Santo Graal lilás


Silêncio. O ninho está vazio. Nada de síndrome, só prazer em contemplar a luz que incide sobre o meu corpo deitado no tapete. Olho para o teto. Branco como minha cabeça sem horários, sem laços, sem culpas. Apenas sinto a leveza de ser senhora de mim dentro dos meus domínios.
"Toda mulher é uma rebelde, normalmente em revolta selvagem contra ela mesma”, disse Oscar Wilde com toda a inteligência do mundo. (Serão os gays os grandes reveladores da nossa alma aflita? Espero que eles também não sofram dessas angústias. É tão diáfano ser homem...)
Nós mulheres somos, de fato, as profissionais da autosabotagem. Hoje em dia mais ainda, porque multiplicaram-se os campos de atuação do autojulgamento impiedoso: casa, trabalho, casamento, maternidade. Ouço maridos amigos meus reclamando que as esposas não conseguem relaxar. Se estão com os filhos, preocupação. Se deixam os filhos, preocupação. A neura da culpa cede sempre às pressões in e out.
E então passo os olhos nessas indefectíveis matérias jornalísticas que procuram dar solução para diversos males crônicos: os dez mandamentos para se livrar da insônia, os segredos da felicidade das mulheres contemporâneas... Dá cansaço ver fórmulas que se investem de panaceia para as chagas gerais, todavia não resisto e releio. O poder das listas, das estatísticas...
Mas vislumbro algo de interessante nesta, pois fala de uma pesquisa (lá vamos nós com a tentativa de quantificar nossos sentimentos) que mostra ser o equilíbrio o santo graal das mulheres do século XXI. O caminho do meio é o maior anseio da mulherada adulta.  O resultado aponta que mais de 30% das mulheres consideraram o equilíbrio como parte essencial de uma vida plena.
O amor, segundo colocado, aparece na preferência de 11 %. E a tal felicidade é almejada por apenas 3% das mulheres. Pelo visto, deixamos de acreditar em existência de princesa da Disney, mesmo insistindo em decorar nossas filhas de rosa cintilante.
O equilíbrio. A balança. A gangorra. Dia e noite, lua e sol. Nossas dicotomias, nossas dualidades. O equilíbrio é plenitude. É escolher sem deixar o rabinho da culpa estrangulado na porta que se fechou. Lidar com os obstáculos e não se arrepender da rota defendida.

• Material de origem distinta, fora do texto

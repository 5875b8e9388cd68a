//! Per-request state: parsed query options and alias bindings
//!
//! A [`RequestContext`] is owned exclusively by the request that created it
//! and never shared. It carries the parsed system query options, the `@name`
//! alias bindings used by referenced-value key lookups, and the helpers that
//! build continuation URLs.

use std::collections::HashMap;

use crate::OrderBy;
use crate::error::Error;
use crate::model::{Capability, CollectionDefinition};
use crate::orderby::parse_orderby;

/// Recognized system query options, parsed once per request. The original
/// parameter list is retained verbatim so continuation URLs can copy it.
#[derive(Clone, Debug, Default)]
pub struct QueryOptions {
    params: Vec<(String, String)>,
    pub count: Option<String>,
    pub filter: Option<String>,
    pub orderby: Option<OrderBy>,
    pub search: Option<String>,
    pub skip: Option<u64>,
    pub top: Option<u64>,
    pub expand: Option<String>,
}

impl QueryOptions {
    #[must_use]
    pub fn empty() -> Self {
        Self::default()
    }

    /// Parse a raw query string (without the leading `?`).
    ///
    /// # Errors
    /// `Error::InvalidQueryOption` on a malformed query string or a
    /// non-numeric `$top`/`$skip`; `$orderby` errors propagate from the
    /// sort-order parser.
    pub fn parse(raw: &str) -> Result<Self, Error> {
        let params: Vec<(String, String)> =
            serde_urlencoded::from_str(raw).map_err(|e| Error::InvalidQueryOption {
                option: "query string",
                message: e.to_string(),
            })?;

        let mut options = Self::default();
        for (name, value) in &params {
            match name.as_str() {
                "$count" => options.count = Some(value.clone()),
                "$filter" => options.filter = Some(value.clone()),
                "$orderby" if !value.is_empty() => {
                    options.orderby = Some(parse_orderby(value)?);
                }
                "$search" => options.search = Some(value.clone()),
                "$skip" => options.skip = Some(parse_unsigned("$skip", value)?),
                "$top" => options.top = Some(parse_unsigned("$top", value)?),
                "$expand" => options.expand = Some(value.clone()),
                _ => {}
            }
        }
        options.params = params;
        Ok(options)
    }

    /// Original query parameters in request order.
    #[must_use]
    pub fn params(&self) -> &[(String, String)] {
        &self.params
    }

    /// Capability gate: every recognized option present with a value must be
    /// declared supported by the target collection.
    ///
    /// # Errors
    /// `Error::NotImplemented` naming the first unsupported option.
    pub fn validate_against(&self, definition: &CollectionDefinition) -> Result<(), Error> {
        let caps = definition.capabilities();
        let present = |v: &Option<String>| v.as_deref().is_some_and(|s| !s.is_empty());

        if present(&self.count) && !caps.supports(Capability::Count) {
            return Err(Error::NotImplemented("$count"));
        }
        if present(&self.filter) && !caps.supports(Capability::Filter) {
            return Err(Error::NotImplemented("$filter"));
        }
        if self.orderby.as_ref().is_some_and(|o| !o.is_empty())
            && !caps.supports(Capability::OrderBy)
        {
            return Err(Error::NotImplemented("$orderby"));
        }
        if present(&self.search) && !caps.supports(Capability::Search) {
            return Err(Error::NotImplemented("$search"));
        }
        if self.skip.is_some() && !caps.supports(Capability::Skip) {
            return Err(Error::NotImplemented("$skip"));
        }
        if self.top.is_some() && !caps.supports(Capability::Top) {
            return Err(Error::NotImplemented("$top"));
        }
        if present(&self.expand) && !caps.supports(Capability::Expand) {
            return Err(Error::NotImplemented("$expand"));
        }
        Ok(())
    }
}

fn parse_unsigned(option: &'static str, value: &str) -> Result<u64, Error> {
    value.parse::<u64>().map_err(|_| Error::InvalidQueryOption {
        option,
        message: format!("'{value}' is not a non-negative integer"),
    })
}

/// Per-request context: the request path, its parsed query options, and the
/// `@name` values bound by the request.
#[derive(Clone, Debug)]
pub struct RequestContext {
    path: String,
    options: QueryOptions,
    aliases: HashMap<String, String>,
}

impl RequestContext {
    /// Bind a context for one request. Query parameters whose name starts
    /// with `@` become alias bindings for referenced-value key lookups.
    #[must_use]
    pub fn new(path: impl Into<String>, options: QueryOptions) -> Self {
        let aliases = options
            .params
            .iter()
            .filter_map(|(name, value)| {
                name.strip_prefix('@')
                    .map(|alias| (alias.to_owned(), value.clone()))
            })
            .collect();
        Self {
            path: path.into(),
            options,
            aliases,
        }
    }

    #[must_use]
    pub fn path(&self) -> &str {
        &self.path
    }

    #[must_use]
    pub fn options(&self) -> &QueryOptions {
        &self.options
    }

    /// Resolve a previously bound `@name` value.
    #[must_use]
    pub fn alias(&self, name: &str) -> Option<&str> {
        self.aliases.get(name).map(String::as_str)
    }

    /// Build the continuation URL for the page after the current window.
    ///
    /// Emitted iff `top + skip < total`: the current query parameters are
    /// copied and `$skip` is replaced with `top + skip`.
    #[must_use]
    pub fn next_link(&self, total: u64) -> Option<String> {
        let top = self.options.top?;
        let skip = self.options.skip.unwrap_or(0);
        // A window too large to represent covers everything.
        let end = top.checked_add(skip)?;
        if end >= total {
            return None;
        }
        let next_skip = end.to_string();

        let mut params = self.options.params.clone();
        let mut replaced = false;
        for (name, value) in &mut params {
            if name == "$skip" {
                *value = next_skip.clone();
                replaced = true;
            }
        }
        if !replaced {
            params.push(("$skip".to_owned(), next_skip));
        }
        let query = serde_urlencoded::to_string(&params).ok()?;
        Some(format!("{}?{}", self.path, query))
    }
}

#[cfg(test)]
mod tests {
    use super::*;
    use crate::model::{CapabilitySet, CollectionDefinition};
    use crate::{SortDir, value::PrimitiveKind};

    fn gadgets(caps: CapabilitySet) -> CollectionDefinition {
        CollectionDefinition::builder("Gadgets", "Gadget")
            .property(crate::model::Property::default_key(
                "Id",
                PrimitiveKind::Int32,
            ))
            .capabilities(caps)
            .build()
            .unwrap()
    }

    #[test]
    fn options_parse_window_and_order() {
        let opts = QueryOptions::parse("$top=5&$skip=10&$orderby=name%20desc").unwrap();
        assert_eq!(opts.top, Some(5));
        assert_eq!(opts.skip, Some(10));
        let order = opts.orderby.unwrap();
        assert_eq!(order.0[0].field, "name");
        assert_eq!(order.0[0].dir, SortDir::Desc);
    }

    #[test]
    fn non_numeric_top_is_rejected() {
        let err = QueryOptions::parse("$top=abc").unwrap_err();
        assert!(matches!(
            err,
            Error::InvalidQueryOption { option: "$top", .. }
        ));
    }

    #[test]
    fn unrecognized_parameters_are_ignored() {
        let opts = QueryOptions::parse("foo=bar&$top=1").unwrap();
        assert_eq!(opts.top, Some(1));
        assert_eq!(opts.params().len(), 2);
    }

    #[test]
    fn gate_rejects_undeclared_option_by_name() {
        let def = gadgets(CapabilitySet::standard());
        let opts = QueryOptions::parse("$search=widgets").unwrap();
        assert_eq!(
            opts.validate_against(&def),
            Err(Error::NotImplemented("$search"))
        );
    }

    #[test]
    fn gate_accepts_declared_options() {
        let def = gadgets(CapabilitySet::standard());
        let opts = QueryOptions::parse("$top=5&$skip=1&$count=true").unwrap();
        assert!(opts.validate_against(&def).is_ok());
    }

    #[test]
    fn gate_ignores_options_without_a_value() {
        let def = gadgets(CapabilitySet::empty());
        let opts = QueryOptions::parse("$search=").unwrap();
        assert!(opts.validate_against(&def).is_ok());
    }

    #[test]
    fn alias_parameters_are_bound() {
        let opts = QueryOptions::parse("%40code=ABC").unwrap();
        let ctx = RequestContext::new("/Widgets", opts);
        assert_eq!(ctx.alias("code"), Some("ABC"));
        assert_eq!(ctx.alias("other"), None);
    }

    #[test]
    fn next_link_replaces_skip() {
        let opts = QueryOptions::parse("$top=5&$skip=10").unwrap();
        let ctx = RequestContext::new("/Widgets", opts);
        let link = ctx.next_link(100).unwrap();
        assert_eq!(link, "/Widgets?%24top=5&%24skip=15");
    }

    #[test]
    fn next_link_appends_skip_when_absent() {
        let opts = QueryOptions::parse("$top=5").unwrap();
        let ctx = RequestContext::new("/Widgets", opts);
        let link = ctx.next_link(100).unwrap();
        assert!(link.ends_with("%24skip=5"));
    }

    #[test]
    fn next_link_is_omitted_when_window_covers_total() {
        let opts = QueryOptions::parse("$top=5&$skip=10").unwrap();
        let ctx = RequestContext::new("/Widgets", opts);
        assert!(ctx.next_link(15).is_none());
        assert!(ctx.next_link(12).is_none());
        assert!(ctx.next_link(16).is_some());
    }

    #[test]
    fn next_link_treats_an_overflowing_window_as_exhausted() {
        let opts = QueryOptions::parse("$top=18446744073709551615&$skip=1").unwrap();
        let ctx = RequestContext::new("/Widgets", opts);
        assert!(ctx.next_link(u64::MAX).is_none());
        assert!(ctx.next_link(100).is_none());
    }

    #[test]
    fn next_link_requires_a_top() {
        let opts = QueryOptions::parse("$skip=10").unwrap();
        let ctx = RequestContext::new("/Widgets", opts);
        assert!(ctx.next_link(100).is_none());
    }
}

Optar sem deixar vestígios, sabe? Sei, mas eu mesma já me culpei tantas vezes... E cedi às cutucadas, femininas em grande parte, por não representar o que TODAS (os homens não perdem tempo com essas idiotices) esperam de mim.
Porém eu já descobri que o meu equilíbrio está na individualidade. Preciso ficar só, preciso fazer minhas coisas, preciso de espaço. Sem isso, eu piro! Então meu marido e meus filhos já estão acostumando que eu devo ser Luciana, pelo menos, na igual proporção de ser mãe, esposa e profissional. Eu não abro mão de mim de jeito nenhum. Não insistam!
Escolhi que vou ser assim: quadriband. Posso até desistir de ser esposa e profissional, mas de ser mãe (não dá, quem pariu Mateus que embale) e Luciana, jamais! Não levo jeito para devoções. Não idolatro nada. Não acho que maternidade é a vivência mais fundamental do planeta Terra. Muitas mulheres não procriam e encontraram seu ponto G do equilíbrio.

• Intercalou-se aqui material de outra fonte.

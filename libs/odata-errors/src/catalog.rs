//! Static error-catalog entries
//!
//! Protocol error kinds are declared once as `const` definitions and turned
//! into [`Problem`]s with an occurrence-specific detail message at the point
//! of failure.

use crate::problem::Problem;
use http::StatusCode;

/// Static definition of one catalogued error kind.
#[derive(Debug, Clone, Copy)]
pub struct ErrDef {
    pub status: u16,
    pub title: &'static str,
    pub code: &'static str,
    pub type_url: &'static str,
}

impl ErrDef {
    /// Convert this definition into a Problem carrying the given detail.
    #[inline]
    pub fn as_problem(&self, detail: impl Into<String>) -> Problem {
        let status = StatusCode::from_u16(self.status).unwrap_or(StatusCode::INTERNAL_SERVER_ERROR);
        Problem::new(status, self.title, detail.into())
            .with_code(self.code)
            .with_type(self.type_url)
    }
}
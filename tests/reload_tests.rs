//! Configuration reload for a running server state.

mod common;

use common::Harness;
use std::io::Write;
use std::sync::Arc;
use study_companion::{AppState, ConfigManager};
use tempfile::NamedTempFile;

const KEY_ENV: &str = "STUDY_COMPANION_RELOAD_TEST_KEY";

fn config_text(history_window: usize) -> String {
    format!(
        r#"
[providers.google]
type = "gemini"
api_key_env = "{KEY_ENV}"

[models.flash]
provider = "google"
model = "gemini-1.5-flash"

[agents.motivation]
model = "flash"
[agents.teaching]
model = "flash"
[agents.router]
model = "flash"

[chat]
history_window = {history_window}
"#
    )
}

fn write_config(file: &mut NamedTempFile, content: &str) {
    let handle = file.as_file_mut();
    handle.set_len(0).unwrap();
    std::io::Seek::rewind(handle).unwrap();
    handle.write_all(content.as_bytes()).unwrap();
    handle.flush().unwrap();
}

fn state_for(file: &NamedTempFile) -> AppState {
    std::env::set_var(KEY_ENV, "test-key");
    let manager = ConfigManager::new(file.path()).unwrap();
    AppState::new(manager, Harness::new().companion())
}

#[tokio::test]
async fn test_failed_reload_keeps_running_state() {
    let mut file = NamedTempFile::new().unwrap();
    write_config(&mut file, &config_text(6));
    let state = state_for(&file);
    let before = state.companion.load_full();

    write_config(&mut file, "this is [not toml");

    assert!(state.reload().await.is_err());
    assert_eq!(state.config_manager.config().chat.history_window, 6);
    assert!(Arc::ptr_eq(&before, &state.companion.load_full()));
}

#[cfg(feature = "openai")]
#[tokio::test]
async fn test_reload_rebuilds_agents_from_new_file() {
    let mut file = NamedTempFile::new().unwrap();
    write_config(&mut file, &config_text(6));
    let state = state_for(&file);
    let before = state.companion.load_full();

    write_config(&mut file, &config_text(10));

    state.reload().await.unwrap();
    assert_eq!(state.config_manager.config().chat.history_window, 10);

    let after = state.companion.load_full();
    assert!(!Arc::ptr_eq(&before, &after));
    assert_eq!(after.history_window(), 10);
}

Acredito que o sexo é super estimado nessa era de simulacros (não creia você também nas lorotas das celebridades pseudoninfomaníacas). Não ponho fé que o casamento seja a única chave da felicidade do ser humano. Tudo é possibilidade, é busca.
Entretanto credito ao equilíbrio todas essas benfeitorias citadas acima. É o equilíbrio que faz você viver sem peso em qualquer uma de suas funções. Ele é difícil de se conseguir, ô se é, mas neste domingo pela manhã, quando eu tive uma sala vazia só para mim na qual o nada se tornou sólido em cada canto, eu me senti completa.

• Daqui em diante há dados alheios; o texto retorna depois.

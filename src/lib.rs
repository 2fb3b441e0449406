//! # ADHD Study Companion
//!
//! A chat companion for students with ADHD, built around two personas:
//!
//! - a **Motivation** agent that offers encouragement and validation, and
//! - a **Teaching** agent that explains concepts in small, simple steps.
//!
//! Each message is routed to one of them by keyword heuristics, falling back
//! to a zero-temperature LLM classification when the keywords are
//! inconclusive. Recent conversation history is handed to the Teaching agent
//! so it can build on earlier explanations.
//!
//! ## Quick Start (Library Usage)
//!
//! ```rust,ignore
//! use study_companion::{
//!     agents::{Companion, MotivationAgent, RouterAgent, TeachingAgent},
//!     llm::{ModelParams, Provider},
//!     types::{AgentContext, AgentPreference},
//! };
//!
//! let provider = Provider::gemini(api_key, "gemini-1.5-flash", ModelParams::default());
//! let companion = Companion::new(
//!     Box::new(MotivationAgent::new(provider.create_client().await?)),
//!     Box::new(TeachingAgent::new(provider.create_client().await?)),
//!     RouterAgent::new(provider.with_temperature(0.0).create_client().await?),
//! );
//!
//! let context = AgentContext {
//!     session_id: "demo".into(),
//!     username: "sam".into(),
//!     conversation_history: vec![],
//! };
//! let turn = companion
//!     .respond("Can you explain fractions?", &context, AgentPreference::Auto)
//!     .await?;
//! println!("[{}] {}", turn.agent_label(), turn.response);
//! ```
//!
//! ## Feature Flags
//!
//! | Feature | Description |
//! |---------|-------------|
//! | `openai` | OpenAI API and Gemini's OpenAI-compatible endpoint (default) |
//! | `ollama` | Ollama local inference |
//!
//! ## Modules
//!
//! - [`agents`] - Personas, router and turn orchestration
//! - [`api`] - REST API handlers and routes
//! - [`cli`] - Command line parsing and the terminal chat
//! - [`llm`] - LLM client implementations
//! - [`memory`] - Conversation history windowing and storage
//! - [`ratelimit`] - Per-user request limits
//! - [`types`] - Common types and error handling
//! - [`utils`] - Configuration and logging setup

/// Persona agents, routing and orchestration.
pub mod agents;
/// HTTP API handlers and routes.
pub mod api;
/// Command line interface.
pub mod cli;
/// LLM provider clients and abstractions.
pub mod llm;
/// Conversation memory.
pub mod memory;
/// Per-user rate limiting.
pub mod ratelimit;
/// Core types (requests, responses, errors).
pub mod types;
/// Configuration and logging utilities.
pub mod utils;

// Re-export commonly used types
pub use agents::{Companion, TurnOutcome};
pub use llm::{LLMClient, Provider, ProviderRegistry};
pub use memory::ConversationStore;
pub use ratelimit::RateLimiter;
pub use types::{AppError, Result};
pub use utils::toml_config::{CompanionConfig, ConfigManager};

use arc_swap::ArcSwap;
use std::sync::Arc;

/// Application state shared across handlers
#[derive(Clone)]
pub struct AppState {
    /// Configuration with reload support
    pub config_manager: Arc<ConfigManager>,
    /// The personas and their router; replaced wholesale on reload
    pub companion: Arc<ArcSwap<Companion>>,
    /// Per-session chat history
    pub conversations: Arc<ConversationStore>,
    /// Per-user request limits
    pub rate_limiter: Arc<RateLimiter>,
}

impl AppState {
    pub fn new(config_manager: ConfigManager, companion: Companion) -> Self {
        let config = config_manager.config();
        Self {
            rate_limiter: Arc::new(RateLimiter::from_config(&config.rate_limit)),
            conversations: Arc::new(ConversationStore::with_capacity(config.chat.max_sessions)),
            companion: Arc::new(ArcSwap::from_pointee(companion)),
            config_manager: Arc::new(config_manager),
        }
    }

    pub fn with_rate_limiter(mut self, rate_limiter: RateLimiter) -> Self {
        self.rate_limiter = Arc::new(rate_limiter);
        self
    }

    /// Re-read the configuration file and rebuild the agents from it.
    ///
    /// On any failure the running configuration and agents stay in place.
    /// Stored conversations and rate limit state are kept either way.
    pub async fn reload(&self) -> Result<()> {
        let previous = self.config_manager.config();
        self.config_manager
            .reload()
            .map_err(|e| AppError::Configuration(e.to_string()))?;

        let config = self.config_manager.config();
        let registry = ProviderRegistry::from_config(&config);
        match Companion::from_config(&config, &registry).await {
            Ok(companion) => {
                self.companion.store(Arc::new(companion));
                tracing::info!("Agents rebuilt from reloaded configuration");
                Ok(())
            }
            Err(e) => {
                self.config_manager.restore(previous);
                tracing::warn!(error = %e, "Failed to rebuild agents, keeping previous configuration");
                Err(e)
            }
        }
    }
}
#![allow(dead_code)]

pub mod mocks;

use mocks::MockLLMClient;
use study_companion::{
    agents::{Companion, MotivationAgent, RouterAgent, TeachingAgent},
    types::{AgentContext, AgentKind, Message},
    utils::toml_config::CompanionConfig,
};

/// Mocks handed to a companion, kept so tests can inspect the calls.
pub struct Harness {
    pub motivation: MockLLMClient,
    pub teaching: MockLLMClient,
    pub router: MockLLMClient,
}

impl Harness {
    pub fn new() -> Self {
        Self {
            motivation: MockLLMClient::new("You can do this!"),
            teaching: MockLLMClient::new("Here is a simple explanation."),
            router: MockLLMClient::new("motivation"),
        }
    }

    pub fn companion(&self) -> Companion {
        Companion::new(
            Box::new(MotivationAgent::new(Box::new(self.motivation.clone()))),
            Box::new(TeachingAgent::new(Box::new(self.teaching.clone()))),
            RouterAgent::new(Box::new(self.router.clone())),
        )
    }
}

pub fn context(history: Vec<Message>) -> AgentContext {
    AgentContext {
        session_id: "test-session".to_string(),
        username: "tester".to_string(),
        conversation_history: history,
    }
}

/// Alternating user/assistant history of `n` messages, assistant turns tagged `agent`.
pub fn history(n: usize, agent: AgentKind) -> Vec<Message> {
    (0..n)
        .map(|i| {
            if i % 2 == 0 {
                Message::user(format!("question {}", i))
            } else {
                Message::assistant(format!("answer {}", i), Some(agent))
            }
        })
        .collect()
}

pub fn test_config() -> CompanionConfig {
    toml::from_str(
        r#"
[providers.local]
type = "ollama"
default_model = "llama3.2"

[models.default]
provider = "local"
model = "llama3.2"

[agents.motivation]
model = "default"
[agents.teaching]
model = "default"
[agents.router]
model = "default"
"#,
    )
    .expect("test config parses")
}
//! Mock implementations for testing.
//!
//! Clones of a [`MockLLMClient`] share their script and call log, so a test
//! can keep one handle while the agent owns another.

use async_trait::async_trait;
use parking_lot::Mutex;
use std::collections::VecDeque;
use std::sync::Arc;
use study_companion::llm::LLMClient;
use study_companion::types::{AppError, Result};

/// Scripted LLM client.
///
/// Queued responses are returned first, then the default response forever.
/// Every call is recorded as the list of `(role, content)` messages it was given.
///
/// # Examples
///
/// ```ignore
/// let client = MockLLMClient::new("Hello!");
/// let client = MockLLMClient::new("fallback").with_queue(["first", "second"]);
/// let client = MockLLMClient::failing();
/// ```
#[derive(Clone)]
pub struct MockLLMClient {
    default_response: String,
    queue: Arc<Mutex<VecDeque<String>>>,
    calls: Arc<Mutex<Vec<Vec<(String, String)>>>>,
    should_fail: bool,
}

impl MockLLMClient {
    /// Create a new mock client that returns the given response.
    pub fn new(response: &str) -> Self {
        Self {
            default_response: response.to_string(),
            queue: Arc::new(Mutex::new(VecDeque::new())),
            calls: Arc::new(Mutex::new(Vec::new())),
            should_fail: false,
        }
    }

    /// Responses returned, in order, before the default one.
    pub fn with_queue<I, S>(self, responses: I) -> Self
    where
        I: IntoIterator<Item = S>,
        S: Into<String>,
    {
        self.queue
            .lock()
            .extend(responses.into_iter().map(Into::into));
        self
    }

    /// Create a mock client that always returns an error.
    pub fn failing() -> Self {
        Self {
            should_fail: true,
            ..Self::new("")
        }
    }

    /// Messages of every call made so far.
    pub fn calls(&self) -> Vec<Vec<(String, String)>> {
        self.calls.lock().clone()
    }

    pub fn call_count(&self) -> usize {
        self.calls.lock().len()
    }

    fn respond(&self, messages: Vec<(String, String)>) -> Result<String> {
        self.calls.lock().push(messages);
        if self.should_fail {
            return Err(AppError::LLM("Mock LLM failure".to_string()));
        }
        Ok(self
            .queue
            .lock()
            .pop_front()
            .unwrap_or_else(|| self.default_response.clone()))
    }
}

#[async_trait]
impl LLMClient for MockLLMClient {
    async fn generate_with_system(&self, system: &str, prompt: &str) -> Result<String> {
        self.respond(vec![
            ("system".to_string(), system.to_string()),
            ("user".to_string(), prompt.to_string()),
        ])
    }

    async fn generate_with_history(&self, messages: &[(String, String)]) -> Result<String> {
        self.respond(messages.to_vec())
    }

    fn model_name(&self) -> &str {
        "mock"
    }
}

Pronta para receber meus filhos de volta, meu marido de volta, mas nunca desconectada do próximo momento Luciana.

Comentários

  1. Adorei seu texto, Luzinha, o achei tão maduro, sábio, redondinho e acalentador...

    AAAAAAAMO ficar sozinha, como estou nesse momento escrevendo aqui, não tem igual. Nasci sozinha, filha única, solitária, aprendi cedo a cuidar do meu próprio espaço, a tê-lo de sobra e a gostar disso, não é depressão. "Prá pedir silêncio eu berro. Prá fazer barulho eu mesma faço", como canta Rita Lee.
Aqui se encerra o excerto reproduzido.